MATERIAL FOR THIS EXERCISE
>>>>
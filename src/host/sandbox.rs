//! Directory-backed private sandbox.

use std::fs;
use std::io;
use std::path::{Component, Path, PathBuf};

use super::Sandbox;

/// Sandbox rooted at a local directory.
#[derive(Debug, Clone)]
pub struct DirSandbox {
    root: PathBuf,
}

impl DirSandbox {
    pub fn new(root: impl Into<PathBuf>) -> Self {
        Self { root: root.into() }
    }
}

impl Sandbox for DirSandbox {
    fn root(&self) -> &Path {
        &self.root
    }

    fn write_private(&self, relative: &str, bytes: &[u8]) -> io::Result<PathBuf> {
        validate_relative(relative)?;
        let path = self.private_path(relative);
        if let Some(parent) = path.parent() {
            fs::create_dir_all(parent)?;
        }
        // Write a sibling temp file, then rename over the target so a failed
        // write never leaves a truncated script behind.
        let file_name = path
            .file_name()
            .map(|name| name.to_string_lossy().into_owned())
            .unwrap_or_default();
        let tmp_path = path.with_file_name(format!(".{file_name}.{:08x}.tmp", rand::random::<u32>()));
        if let Err(err) = write_executable(&tmp_path, bytes) {
            let _ = fs::remove_file(&tmp_path);
            return Err(err);
        }
        fs::rename(&tmp_path, &path).inspect_err(|_| {
            let _ = fs::remove_file(&tmp_path);
        })?;
        tracing::trace!(path = %path.display(), bytes = bytes.len(), "wrote private file");
        Ok(path)
    }
}

fn write_executable(path: &Path, bytes: &[u8]) -> io::Result<()> {
    fs::write(path, bytes)?;
    #[cfg(unix)]
    {
        use std::os::unix::fs::PermissionsExt;
        fs::set_permissions(path, fs::Permissions::from_mode(0o755))?;
    }
    Ok(())
}

/// Reject names that would escape the sandbox root.
fn validate_relative(relative: &str) -> io::Result<()> {
    let trimmed = relative.trim_start_matches('/');
    let escapes = Path::new(trimmed)
        .components()
        .any(|c| !matches!(c, Component::Normal(_) | Component::CurDir));
    if trimmed.is_empty() || escapes {
        return Err(io::Error::new(
            io::ErrorKind::InvalidInput,
            format!("`{relative}` is not a path inside the sandbox"),
        ));
    }
    Ok(())
}
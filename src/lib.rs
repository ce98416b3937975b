//! Viatab: flatten VIA annotation exports into tables.
//!
//! VGG Image Annotator (VIA) stores annotations as a nested map of images to
//! regions, where each region carries a shape-attribute map and a
//! region-attribute map whose keys vary by shape type and labelling task.
//! Viatab turns that into one row per region over a unified column set,
//! ready to be written as CSV or JSON records.
//!
//! # Modules
//!
//! - [`via`]: VIA reading, flattening, and table writers
//! - [`inspect`]: Summary statistics over a flattened table
//! - [`error`]: Error types for viatab operations

pub mod error;
pub mod inspect;
pub mod via;

use std::io::{self, Write};
use std::path::{Path, PathBuf};

use clap::{Parser, Subcommand, ValueEnum};
use log::info;

pub use error::ViatabError;

/// The viatab CLI application.
#[derive(Parser)]
#[command(name = "viatab")]
#[command(version, about)]
#[command(propagate_version = true)]
struct Cli {
    #[command(subcommand)]
    command: Option<Commands>,
}

/// Available subcommands.
#[derive(Subcommand)]
enum Commands {
    /// Flatten a VIA project export into one row per region.
    Convert(ConvertArgs),
    /// Print summary statistics for a VIA project export.
    Inspect(InspectArgs),
}

/// Table output formats.
#[derive(Clone, Copy, Debug, PartialEq, Eq, ValueEnum)]
enum TableFormat {
    Csv,
    Json,
}

/// Report output formats.
#[derive(Clone, Copy, Debug, PartialEq, Eq, ValueEnum)]
enum ReportFormat {
    Text,
    Json,
}

/// Arguments for the convert subcommand.
#[derive(clap::Args)]
struct ConvertArgs {
    /// VIA project JSON file.
    input: PathBuf,

    /// Output file (defaults to stdout).
    #[arg(short, long)]
    output: Option<PathBuf>,

    /// Output table format.
    #[arg(long, value_enum, default_value_t = TableFormat::Csv)]
    to: TableFormat,

    /// Treat missing 'regions' lists and attribute maps as empty.
    #[arg(long, env = "VIATAB_LENIENT")]
    lenient: bool,
}

/// Arguments for the inspect subcommand.
#[derive(clap::Args)]
struct InspectArgs {
    /// VIA project JSON file.
    input: PathBuf,

    /// Output format for the report.
    #[arg(long, value_enum, default_value_t = ReportFormat::Text)]
    output: ReportFormat,

    /// Treat missing 'regions' lists and attribute maps as empty.
    #[arg(long, env = "VIATAB_LENIENT")]
    lenient: bool,
}

/// Run the viatab CLI.
///
/// This is the main entry point for the CLI, called from `main.rs`.
pub fn run() -> Result<(), ViatabError> {
    let cli = Cli::parse();

    match cli.command {
        Some(Commands::Convert(args)) => run_convert(args),
        Some(Commands::Inspect(args)) => run_inspect(args),
        None => {
            println!("viatab {}", env!("CARGO_PKG_VERSION"));
            println!();
            println!("Flatten VIA annotation exports into tables.");
            println!();
            println!("Run 'viatab --help' for usage information.");
            Ok(())
        }
    }
}

fn load_table(input: &Path, lenient: bool) -> Result<via::Table, ViatabError> {
    let opts = via::FlattenOptions { lenient };
    let table = via::read_via_json_with(input, &opts)?;
    info!(
        "flattened {} region(s) into {} column(s) from {}",
        table.len(),
        table.columns().len(),
        input.display()
    );
    Ok(table)
}

/// Execute the convert subcommand.
fn run_convert(args: ConvertArgs) -> Result<(), ViatabError> {
    let table = load_table(&args.input, args.lenient)?;

    match (&args.output, args.to) {
        (Some(path), TableFormat::Csv) => via::io_csv::write_table_csv(path, &table)?,
        (Some(path), TableFormat::Json) => via::io_json::write_table_json(path, &table)?,
        (None, TableFormat::Csv) => {
            let stdout = io::stdout().lock();
            via::io_csv::write_csv(stdout, &table, Path::new("<stdout>"))?
                .flush()
                .map_err(ViatabError::Io)?;
        }
        (None, TableFormat::Json) => {
            println!("{}", via::io_json::to_json_string(&table)?);
        }
    }

    if let Some(path) = &args.output {
        info!("wrote {} row(s) to {}", table.len(), path.display());
    }

    Ok(())
}

/// Execute the inspect subcommand.
fn run_inspect(args: InspectArgs) -> Result<(), ViatabError> {
    let table = load_table(&args.input, args.lenient)?;
    let report = inspect::inspect_table(&table, &inspect::InspectOptions::default());

    match args.output {
        ReportFormat::Json => {
            let json = serde_json::to_string_pretty(&report).map_err(|source| {
                ViatabError::JsonWrite {
                    path: PathBuf::from("<stdout>"),
                    source,
                }
            })?;
            println!("{json}");
        }
        ReportFormat::Text => print!("{report}"),
    }

    Ok(())
}
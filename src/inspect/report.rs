//! Inspect report types and terminal formatting.

use std::fmt;

use serde::Serialize;

/// The result of inspecting a flattened table.
#[derive(Clone, Debug, Serialize)]
pub struct InspectReport {
    /// Summary counts.
    pub summary: SummarySection,
    /// Fill counts per column, in column order.
    pub columns: Vec<ColumnFill>,
    /// Region counts per shape type (sorted by count descending).
    pub shapes: Vec<ShapeCount>,
    #[serde(skip)]
    pub(crate) bar_width: usize,
}

/// Summary counts for the table.
#[derive(Clone, Debug, Default, Serialize)]
pub struct SummarySection {
    /// Total rows (one per region).
    pub rows: usize,
    /// Distinct images contributing at least one row, keyed by
    /// [`Row::image_key`](crate::via::Row::image_key) so `path` attributes do not skew it.
    pub images: usize,
    /// Largest number of regions on a single image.
    pub max_regions_per_image: usize,
    /// Number of columns in the table.
    pub columns: usize,
}

/// How many rows carry a value for one column.
#[derive(Clone, Debug, Serialize)]
pub struct ColumnFill {
    pub name: String,
    /// Rows where the cell is present and not `null`.
    pub filled: usize,
}

#[derive(Clone, Debug, Serialize)]
pub struct ShapeCount {
    pub shape: String,
    pub count: usize,
}

impl fmt::Display for InspectReport {
    fn fmt(&self, f: &mut fmt::Formatter<'_>) -> fmt::Result {
        writeln!(f)?;
        writeln!(f, "VIA Table Inspection Report")?;
        writeln!(f, "===========================")?;
        writeln!(f)?;

        self.fmt_summary(f)?;
        writeln!(f)?;

        if self.summary.rows == 0 {
            writeln!(f, "No regions found.")?;
            return Ok(());
        }

        self.fmt_shapes(f)?;
        writeln!(f)?;

        self.fmt_columns(f)?;

        Ok(())
    }
}

impl InspectReport {
    fn fmt_summary(&self, f: &mut fmt::Formatter<'_>) -> fmt::Result {
        let s = &self.summary;

        writeln!(f, "Summary")?;
        writeln!(f, "  Regions (rows):        {:>8}", format_number(s.rows))?;
        writeln!(f, "  Images with regions:   {:>8}", format_number(s.images))?;
        writeln!(
            f,
            "  Max regions per image: {:>8}",
            format_number(s.max_regions_per_image)
        )?;
        writeln!(f, "  Columns:               {:>8}", format_number(s.columns))?;

        Ok(())
    }

    fn fmt_shapes(&self, f: &mut fmt::Formatter<'_>) -> fmt::Result {
        writeln!(f, "Shapes ({})", self.shapes.len())?;

        let max_count = self.shapes.iter().map(|s| s.count).max().unwrap_or(1);
        for entry in &self.shapes {
            writeln!(
                f,
                "  {:<16} {:>7} {:>5}  {}",
                truncate_label(&entry.shape, 16),
                format_number(entry.count),
                fmt_percent(entry.count, self.summary.rows),
                render_bar(entry.count, max_count, self.bar_width)
            )?;
        }

        Ok(())
    }

    fn fmt_columns(&self, f: &mut fmt::Formatter<'_>) -> fmt::Result {
        writeln!(f, "Columns ({})", self.columns.len())?;

        for column in &self.columns {
            writeln!(
                f,
                "  {:<16} {:>7} / {:<7} ({:>5})",
                truncate_label(&column.name, 16),
                format_number(column.filled),
                format_number(self.summary.rows),
                fmt_percent(column.filled, self.summary.rows)
            )?;
        }

        Ok(())
    }
}

/// Formats a number with thousands separators.
fn format_number(n: usize) -> String {
    let s = n.to_string();
    let mut result = String::with_capacity(s.len() + s.len() / 3);
    for (i, c) in s.chars().enumerate() {
        if i > 0 && (s.len() - i) % 3 == 0 {
            result.push(',');
        }
        result.push(c);
    }
    result
}

fn fmt_percent(part: usize, total: usize) -> String {
    if total == 0 {
        return "-".to_string();
    }
    format!("{:.1}%", part as f64 / total as f64 * 100.0)
}

fn render_bar(count: usize, max_count: usize, width: usize) -> String {
    if max_count == 0 {
        return String::new();
    }
    let filled = (count * width).div_ceil(max_count);
    "█".repeat(filled.min(width))
}

/// Truncates to `max_chars`, marking the cut with an ellipsis.
fn truncate_label(label: &str, max_chars: usize) -> String {
    if label.chars().count() <= max_chars {
        return label.to_string();
    }
    let mut out: String = label.chars().take(max_chars.saturating_sub(1)).collect();
    out.push('…');
    out
}
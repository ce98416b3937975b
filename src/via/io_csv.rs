//! CSV writer for flattened tables.
//!
//! The header is the table's column list. Each row writes one field per
//! column:
//! - missing cells and `null` are written as empty fields
//! - strings are written as raw text
//! - numbers and booleans use their JSON spelling
//! - arrays and objects (e.g. polygon point lists) are written as compact JSON
//!
//! Quoting is left to the `csv` crate.

use std::fs::File;
use std::io::{BufWriter, Write};
use std::path::Path;

use serde_json::Value;

use super::model::Table;
use crate::error::ViatabError;

/// Writes a table to a CSV file.
///
/// # Errors
/// Returns an error if the file cannot be created or written.
pub fn write_table_csv(path: &Path, table: &Table) -> Result<(), ViatabError> {
    let file = File::create(path).map_err(ViatabError::Io)?;
    let writer = BufWriter::new(file);

    write_csv(writer, table, path)?.flush().map_err(ViatabError::Io)
}

/// Writes a table as CSV to a string.
///
/// Useful for testing without file I/O.
pub fn to_csv_string(table: &Table) -> Result<String, ViatabError> {
    let path = Path::new("<string>");
    let bytes = write_csv(Vec::new(), table, path)?;

    // Every field is built from `String`s, so the output is always UTF-8.
    String::from_utf8(bytes).map_err(|e| {
        ViatabError::Io(std::io::Error::new(std::io::ErrorKind::InvalidData, e))
    })
}

/// Writes a table as CSV to any writer and hands the writer back.
///
/// `path` is only used to label errors.
pub fn write_csv<W: Write>(writer: W, table: &Table, path: &Path) -> Result<W, ViatabError> {
    let mut csv_writer = csv::Writer::from_writer(writer);

    if !table.columns().is_empty() {
        csv_writer
            .write_record(table.columns())
            .map_err(|source| csv_error(path, source))?;
    }

    for row in table {
        let record = table
            .columns()
            .iter()
            .map(|column| row.get(column).map(cell_to_field).unwrap_or_default());
        csv_writer
            .write_record(record)
            .map_err(|source| csv_error(path, source))?;
    }

    csv_writer
        .into_inner()
        .map_err(|e| ViatabError::Io(e.into_error()))
}

/// Renders a single cell as a CSV field.
pub fn cell_to_field(cell: &Value) -> String {
    match cell {
        Value::Null => String::new(),
        Value::String(s) => s.clone(),
        other => other.to_string(),
    }
}

fn csv_error(path: &Path, source: csv::Error) -> ViatabError {
    ViatabError::CsvWrite {
        path: path.to_path_buf(),
        source,
    }
}

#[cfg(test)]
mod tests {
    use super::*;
    use crate::via::from_via_str;
    use serde_json::json;

    #[test]
    fn cell_rendering() {
        assert_eq!(cell_to_field(&Value::Null), "");
        assert_eq!(cell_to_field(&json!("cat")), "cat");
        assert_eq!(cell_to_field(&json!(12)), "12");
        assert_eq!(cell_to_field(&json!(1.5)), "1.5");
        assert_eq!(cell_to_field(&json!(true)), "true");
        assert_eq!(cell_to_field(&json!([1, 2, 3])), "[1,2,3]");
    }

    #[test]
    fn writes_header_and_blank_missing_cells() {
        let table = from_via_str(
            r#"{"_via_img_metadata": {
                "a.jpg": {"regions": [
                    {"shape_attributes": {"name": "rect", "x": 1}, "region_attributes": {"label": "cat"}}
                ]},
                "b.jpg": {"regions": [
                    {"shape_attributes": {"name": "point", "cx": 4}, "region_attributes": {}}
                ]}
            }}"#,
        )
        .expect("parse");

        let csv = to_csv_string(&table).expect("write csv");
        assert_eq!(
            csv,
            "path,region_id,name,x,label,cx\n\
             a.jpg,0,rect,1,cat,\n\
             b.jpg,0,point,,,4\n"
        );
    }

    #[test]
    fn quotes_fields_containing_separators() {
        let table = from_via_str(
            r#"{"_via_img_metadata": {"a.jpg": {"regions": [
                {"shape_attributes": {"name": "polygon", "all_points_x": [1, 2]},
                 "region_attributes": {"note": "big, red"}}
            ]}}}"#,
        )
        .expect("parse");

        let csv = to_csv_string(&table).expect("write csv");
        assert!(csv.contains("\"[1,2]\""), "{csv}");
        assert!(csv.contains("\"big, red\""), "{csv}");
    }

    #[test]
    fn empty_table_writes_nothing() {
        let table = from_via_str(r#"{"_via_img_metadata": {}}"#).expect("parse");
        assert_eq!(to_csv_string(&table).expect("write csv"), "");
    }
}
//! JSON records writer for flattened tables.
//!
//! Output is an array with one object per row. Every object lists every
//! table column in column order; missing cells are written as `null`.

use std::fs::File;
use std::io::{BufWriter, Write};
use std::path::Path;

use serde_json::{Map, Value};

use super::model::Table;
use crate::error::ViatabError;

/// Writes a table to a JSON file as an array of records.
///
/// # Errors
/// Returns an error if the file cannot be written.
pub fn write_table_json(path: &Path, table: &Table) -> Result<(), ViatabError> {
    let file = File::create(path).map_err(ViatabError::Io)?;
    let mut writer = BufWriter::new(file);

    serde_json::to_writer_pretty(&mut writer, &records(table)).map_err(|source| {
        ViatabError::JsonWrite {
            path: path.to_path_buf(),
            source,
        }
    })?;
    writer.write_all(b"\n").map_err(ViatabError::Io)?;
    writer.flush().map_err(ViatabError::Io)
}

/// Writes a table as an array of JSON records to a string.
///
/// Useful for testing without file I/O.
pub fn to_json_string(table: &Table) -> Result<String, ViatabError> {
    serde_json::to_string_pretty(&records(table)).map_err(|source| ViatabError::JsonWrite {
        path: Path::new("<string>").to_path_buf(),
        source,
    })
}

fn records(table: &Table) -> Vec<Map<String, Value>> {
    table
        .iter()
        .map(|row| {
            table
                .columns()
                .iter()
                .map(|column| {
                    let cell = row.get(column).cloned().unwrap_or(Value::Null);
                    (column.clone(), cell)
                })
                .collect()
        })
        .collect()
}
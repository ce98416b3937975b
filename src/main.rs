use std::process::ExitCode;

fn main() -> ExitCode {
    env_logger::Builder::from_env(env_logger::Env::default().default_filter_or("warn")).init();

    match viatab::run() {
        Ok(()) => ExitCode::SUCCESS,
        Err(e) => {
            eprintln!("Error: {e}");
            ExitCode::FAILURE
        }
    }
}
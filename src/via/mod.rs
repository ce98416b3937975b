//! VIA annotation reading and flattening.
//!
//! This module turns a VGG Image Annotator (VIA) project export into a
//! [`Table`] with one [`Row`] per annotated region. Region rows carry the
//! image key (`path`), the region's position within its image
//! (`region_id`), and every shape and region attribute of that region.
//!
//! Attribute sets differ per shape type and per annotation task, so rows are
//! ordered key/value maps rather than fixed structs; the table's column set
//! is only known once every row has been built.
//!
//! # Example
//!
//! ```
//! use viatab::via::{from_via_str, io_csv::to_csv_string};
//!
//! let table = from_via_str(r#"{"_via_img_metadata": {"img1.jpg": {"regions": [
//!     {"shape_attributes": {"name": "rect", "x": 1}, "region_attributes": {"label": "cat"}}
//! ]}}}"#)?;
//!
//! assert_eq!(to_csv_string(&table)?, "path,region_id,name,x,label\nimg1.jpg,0,rect,1,cat\n");
//! # Ok::<(), viatab::ViatabError>(())
//! ```

mod flatten;
pub mod io_csv;
pub mod io_json;
mod model;

pub use flatten::{
    flatten, flatten_with, from_via_slice, from_via_str, read_via_json, read_via_json_with,
    FlattenOptions, METADATA_KEY,
};
pub use model::{Cell, Row, Table, PATH_COLUMN, REGION_ID_COLUMN};
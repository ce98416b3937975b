//! Flattened row and table types.

use std::collections::HashSet;

use serde_json::{Map, Value};

/// A single cell value.
///
/// VIA attributes are mostly scalars, but polygon shapes carry arrays
/// (`all_points_x`, `all_points_y`); those are kept as-is.
pub type Cell = Value;

/// Column holding the image identifier.
pub const PATH_COLUMN: &str = "path";

/// Column holding the 0-based position of the region within its image.
pub const REGION_ID_COLUMN: &str = "region_id";

/// One flattened region.
///
/// Keys keep insertion order. Re-inserting an existing key replaces its
/// value in place, so the key's column position is that of its first
/// appearance.
#[derive(Clone, Debug, PartialEq)]
pub struct Row {
    image_key: String,
    cells: Map<String, Value>,
}

impl Row {
    /// Creates a row holding only the `path` and `region_id` cells.
    pub fn new(path: impl Into<String>, region_id: usize) -> Self {
        let image_key = path.into();
        let mut cells = Map::new();
        cells.insert(PATH_COLUMN.to_string(), Value::String(image_key.clone()));
        cells.insert(REGION_ID_COLUMN.to_string(), Value::from(region_id));
        Self { image_key, cells }
    }

    /// The key of the image this region came from.
    ///
    /// Unlike [`Row::path`], attributes merged into the row cannot change it.
    pub fn image_key(&self) -> &str {
        &self.image_key
    }

    /// Merges `attributes` into the row; values for existing keys are replaced.
    pub fn merge(&mut self, attributes: &Map<String, Value>) {
        for (key, value) in attributes {
            self.cells.insert(key.clone(), value.clone());
        }
    }

    pub fn get(&self, key: &str) -> Option<&Cell> {
        self.cells.get(key)
    }

    /// The `path` cell, if it is (still) a string.
    pub fn path(&self) -> Option<&str> {
        self.cells.get(PATH_COLUMN).and_then(Value::as_str)
    }

    /// The `region_id` cell, if it is (still) a non-negative integer.
    pub fn region_id(&self) -> Option<u64> {
        self.cells.get(REGION_ID_COLUMN).and_then(Value::as_u64)
    }

    pub fn keys(&self) -> impl Iterator<Item = &str> {
        self.cells.keys().map(String::as_str)
    }

    pub fn iter(&self) -> impl Iterator<Item = (&str, &Cell)> {
        self.cells.iter().map(|(k, v)| (k.as_str(), v))
    }

    pub fn len(&self) -> usize {
        self.cells.len()
    }

    pub fn is_empty(&self) -> bool {
        self.cells.is_empty()
    }
}

/// Rows plus the union of their keys.
///
/// Columns are listed in order of first appearance across rows. A row
/// without a given column has a missing cell there.
#[derive(Clone, Debug, Default, PartialEq)]
pub struct Table {
    columns: Vec<String>,
    rows: Vec<Row>,
}

impl Table {
    /// Builds a table from rows, computing the column union.
    pub fn from_rows(rows: Vec<Row>) -> Self {
        let mut seen = HashSet::new();
        let mut columns = Vec::new();

        for row in &rows {
            for key in row.keys() {
                if seen.insert(key) {
                    columns.push(key.to_string());
                }
            }
        }

        Self { columns, rows }
    }

    pub fn columns(&self) -> &[String] {
        &self.columns
    }

    pub fn rows(&self) -> &[Row] {
        &self.rows
    }

    /// Number of rows.
    pub fn len(&self) -> usize {
        self.rows.len()
    }

    pub fn is_empty(&self) -> bool {
        self.rows.is_empty()
    }

    pub fn iter(&self) -> std::slice::Iter<'_, Row> {
        self.rows.iter()
    }

    /// Returns the cell at (`row`, `column`), or `None` if either is absent.
    pub fn cell(&self, row: usize, column: &str) -> Option<&Cell> {
        self.rows.get(row).and_then(|r| r.get(column))
    }

    /// Yields one entry per row for `column`; `None` marks a missing cell.
    pub fn column<'a>(&'a self, column: &'a str) -> impl Iterator<Item = Option<&'a Cell>> + 'a {
        self.rows.iter().map(move |row| row.get(column))
    }

    pub fn into_rows(self) -> Vec<Row> {
        self.rows
    }
}

impl<'a> IntoIterator for &'a Table {
    type Item = &'a Row;
    type IntoIter = std::slice::Iter<'a, Row>;

    fn into_iter(self) -> Self::IntoIter {
        self.rows.iter()
    }
}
<<<<
PROBLEM TO SOLVE
Quote only the stretch of lines that starts the data above and ends with the line containing "impl Sandbox for", both included.

EXERCISE ANSWER
filename src/host/sandbox.rs
//! Directory-backed private sandbox.

use std::fs;
use std::io;
use std::path::{Component, Path, PathBuf};

use super::Sandbox;

/// Sandbox rooted at a local directory.
#[derive(Debug, Clone)]
pub struct DirSandbox {
    root: PathBuf,
}

impl DirSandbox {
    pub fn new(root: impl Into<PathBuf>) -> Self {
        Self { root: root.into() }
    }
}

impl Sandbox for DirSandbox {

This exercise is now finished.